The doctored fiscal reporting complemented the short-term political interests of both major political parties. Additionally, the ignorance and/or complicity of Pollyannaish analysts on Wall Street and in the financial media -- eager to discourage negative market activity -- helped to keep the fiscal crisis from arousing significant concern among a dumbed-down U.S. populace.

Dollar, Debt and Hyperinflation

The financial-market counterpart to the federal deficit is federal debt, where gross federal debt was $7.8 trillion as of June 30, 2005. That level was $7.4 trillion at the end of fiscal 2004, of which $4.3 trillion was borrowed from the public and $3.1 trillion was borrowed from the government (i.e. Social Security). Therein lies the problem. There is and will be too much debt from the U.S. government for the financial markets to absorb and remain stable.
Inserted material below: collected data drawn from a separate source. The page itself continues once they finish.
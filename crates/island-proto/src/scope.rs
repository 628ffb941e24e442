//! Trace scope and message headers.
//!
//! The trace scope is an explicit immutable record threaded through every
//! handler invocation and outbound call, rather than an ambient
//! continuation-local store. Nested calls read and forward it, so a chain of
//! RPC hops shares one tattoo.

use serde::{Deserialize, Serialize};
use uuid::Uuid;

/// The two call kinds sharing the registration path. They differ only in
/// which hook chain runs around the handler.
#[derive(Debug, Clone, Copy, PartialEq, Eq, Hash, Serialize, Deserialize)]
pub enum CallKind {
    #[serde(rename = "rpc")]
    Rpc,
    #[serde(rename = "endpoint")]
    Endpoint,
}

impl CallKind {
    #[must_use]
    pub const fn as_str(self) -> &'static str {
        match self {
            Self::Rpc => "rpc",
            Self::Endpoint => "endpoint",
        }
    }
}

impl std::fmt::Display for CallKind {
    fn fmt(&self, f: &mut std::fmt::Formatter<'_>) -> std::fmt::Result {
        f.write_str(self.as_str())
    }
}

/// Per-request trace context: the end-to-end trace id (tattoo), the current
/// procedure name, and the call kind.
#[derive(Debug, Clone, PartialEq, Eq)]
pub struct TraceScope {
    pub tattoo: Option<String>,
    pub context: String,
    pub kind: CallKind,
}

impl TraceScope {
    /// Creates a scope for a handler invocation, inheriting the inbound
    /// tattoo when present.
    #[must_use]
    pub fn new(tattoo: Option<String>, context: impl Into<String>, kind: CallKind) -> Self {
        Self {
            tattoo,
            context: context.into(),
            kind,
        }
    }

    /// Creates a root scope with a freshly minted tattoo, for call chains
    /// that originate locally rather than from an inbound request.
    #[must_use]
    pub fn root(context: impl Into<String>, kind: CallKind) -> Self {
        Self {
            tattoo: Some(Uuid::new_v4().to_string()),
            context: context.into(),
            kind,
        }
    }
}

/// The `headers.from` stamp identifying the message origin.
#[derive(Debug, Clone, Default, PartialEq, Eq, Serialize, Deserialize)]
pub struct Origin {
    #[serde(default)]
    pub node: String,
    #[serde(default, skip_serializing_if = "Option::is_none")]
    pub context: Option<String>,
    #[serde(default)]
    pub island: String,
    #[serde(rename = "type", default, skip_serializing_if = "Option::is_none")]
    pub kind: Option<CallKind>,
}

/// Application headers carried on every request message.
#[derive(Debug, Clone, Default, PartialEq, Serialize, Deserialize)]
pub struct MessageHeaders {
    #[serde(default, skip_serializing_if = "Option::is_none")]
    pub tattoo: Option<String>,
    #[serde(default, skip_serializing_if = "Option::is_none")]
    pub from: Option<Origin>,
}

#[cfg(test)]
mod tests {
    use super::*;

    #[test]
    fn call_kind_wire_strings() {
        assert_eq!(CallKind::Rpc.as_str(), "rpc");
        assert_eq!(
            serde_json::to_value(CallKind::Endpoint).unwrap(),
            serde_json::json!("endpoint")
        );
    }

    #[test]
    fn root_scope_mints_tattoo() {
        let a = TraceScope::root("boot", CallKind::Rpc);
        let b = TraceScope::root("boot", CallKind::Rpc);
        assert!(a.tattoo.is_some());
        assert_ne!(a.tattoo, b.tattoo);
    }

    #[test]
    fn headers_serde_uses_type_field() {
        let headers = MessageHeaders {
            tattoo: Some("t-1".to_owned()),
            from: Some(Origin {
                node: "host-a".to_owned(),
                context: Some("create_user".to_owned()),
                island: "accounts".to_owned(),
                kind: Some(CallKind::Rpc),
            }),
        };
        let value = serde_json::to_value(&headers).unwrap();
        assert_eq!(value["from"]["type"], "rpc");
        let back: MessageHeaders = serde_json::from_value(value).unwrap();
        assert_eq!(back, headers);
    }

    #[test]
    fn empty_headers_deserialise() {
        let headers: MessageHeaders = serde_json::from_str("{}").unwrap();
        assert!(headers.tattoo.is_none());
        assert!(headers.from.is_none());
    }
}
The burgeoning deficit means the U.S. government will be increasing its debt level significantly for years to come. Near term, the amount borrowed will increase more rapidly than the markets are expecting, with the economy slowing down and entering recession. The ultimate question is who will lend the money to the U.S. Treasury? The answer is not U.S. investors.

The Federal Reserve's flow of funds accounts show that foreign investors, both official and private, owned 42.5% of U.S. Treasuries at the end of 2004, up from 18.2% at the end of 1994. In 2004, foreign investors bought 98.5% of new U.S. Treasury issuance. (See "A Look at Foreign Investment Behavior in the Latest Flow-of-Funds Data," courtesy of Gillespie Research Associates.)

Part of the reason for this relates to another deficit crisis the United States faces on the trade front, where an exploding trade deficit is throwing excess dollars into global circulation. By holding dollars and investing in Treasuries, instead of converting dollars to a local currency, foreign investors have been helping to fund much of the U.S. deficit.

The combination of the rapidly deteriorating trade and budget deficits guarantee this will change. At some point, willingness among foreign investors to hold dollars will evaporate along with the reality that currency losses are more than offsetting any investment gains. When sentiment shifts away from the greenback, not only are foreign investors going to stop buying U.S. Treasuries, but also they likely will dump their holdings of existing Treasuries along with the U.S. dollar. Such actions would lead to a sharp dollar decline, a sharp spike in interest rates and a sharp sell-off in equities. The question, again, is who is going to buy the Treasuries?

With new debt continually hitting the market, eventually the Fed will have to step in to buy the Treasuries -- as lender of last resort -- effectively monetizing the debt. The more the Fed monetizes, the greater will be the growth in the money supply, the greater will be the weakness in the dollar, the greater will be the rate of inflation.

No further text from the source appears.